I dont want to go into the hold Great Depression discussion, I just wanted to
point out that hayek would have made the argument that the New Deal made the
GD much longer, same with the WW2. The idea that a war can help the economy
would made hayek cry.

Watch this modern Rap-Video of Hayek vs. Keynes and listen closly when the
talk about the war.

<https://www.youtube.com/watch?v=GTQnarzmTOc>

------
mathattack
A similar problem happened at Harvard Business School. In the mid 80s they
found no correlation between GMAT scores and success at the school, so they
stopped requiring applicants to submit scores.
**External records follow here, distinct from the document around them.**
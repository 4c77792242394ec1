use std::borrow::Cow;

/// Boxed error a subscriber may return from a capability method.
pub type BoxError = Box<dyn std::error::Error + Send + Sync + 'static>;

/// Return type of every capability method.
///
/// Subscribers return `Err` to report a failure; publishers always return `Ok(())`
/// because failures are routed to the bus' [`crate::ExceptionHandler`] instead.
pub type Delivery = Result<(), BoxError>;

/// A failure raised by a single subscriber during one fan-out pass.
#[derive(Debug, thiserror::Error)]
pub enum DeliveryError {
    /// The subscriber returned an error.
    #[error("Subscriber rejected delivery{}: {source}", format_context(.context))]
    Rejected {
        #[source]
        source: BoxError,
        context: Option<Cow<'static, str>>,
    },

    /// The subscriber panicked; the panic was caught at the dispatch boundary.
    #[error("Subscriber panicked{}: {message}", format_context(.context))]
    Panicked { message: Cow<'static, str>, context: Option<Cow<'static, str>> },
}

impl DeliveryError {
    /// Returns the attached context, usually the bus node the subscriber lives on.
    #[must_use]
    pub fn context(&self) -> Option<&str> {
        match self {
            Self::Rejected { context, .. } | Self::Panicked { context, .. } => context.as_deref(),
        }
    }

    #[must_use]
    pub const fn is_panic(&self) -> bool {
        matches!(self, Self::Panicked { .. })
    }
}

impl From<BoxError> for DeliveryError {
    #[inline]
    fn from(source: BoxError) -> Self {
        Self::Rejected { source, context: None }
    }
}

/// Adds `.context(...)` to results carrying a [`DeliveryError`] or a subscriber error.
pub trait DeliveryErrorExt<T> {
    /// Attaches context to the error, replacing any previous context.
    ///
    /// # Errors
    /// Returns the original error converted into [`DeliveryError`].
    fn context(self, context: impl Into<Cow<'static, str>>) -> Result<T, DeliveryError>;
}

impl<T> DeliveryErrorExt<T> for Result<T, DeliveryError> {
    #[inline]
    fn context(self, context: impl Into<Cow<'static, str>>) -> Self {
        self.map_err(|mut e| {
            match &mut e {
                DeliveryError::Rejected { context: c, .. }
                | DeliveryError::Panicked { context: c, .. } => *c = Some(context.into()),
            }
            e
        })
    }
}

impl<T> DeliveryErrorExt<T> for Result<T, BoxError> {
    #[inline]
    fn context(self, context: impl Into<Cow<'static, str>>) -> Result<T, DeliveryError> {
        self.map_err(|source| DeliveryError::Rejected { source, context: Some(context.into()) })
    }
}

fn format_context(context: &Option<Cow<'static, str>>) -> Cow<'static, str> {
    context.as_ref().map_or(Cow::Borrowed(""), |c| Cow::Owned(format!(" ({c})")))
}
This was a thermostat-unaware
view.

The real answer was that they were giving it the right amount of weight. If
they were overweighting the GMAT, unqualified people with high GMATs would get
in. If they were not underweighting it, the opposite.

Approximately 10 years later they did a correlation of student GMATs (which
weren't used for admissions purposes) and school success, and found that there
was indeed now a correlation.

The lesson was that if you're properly managing a factor, you won't see it in
the outcome. Or in the thermostat example, if you're properly managing the
thermostat, you won't see the changes.

------
dbecker
I am an econometrician... exactly the sub-population that the author faults
most for not knowing about Friedman's thermostat.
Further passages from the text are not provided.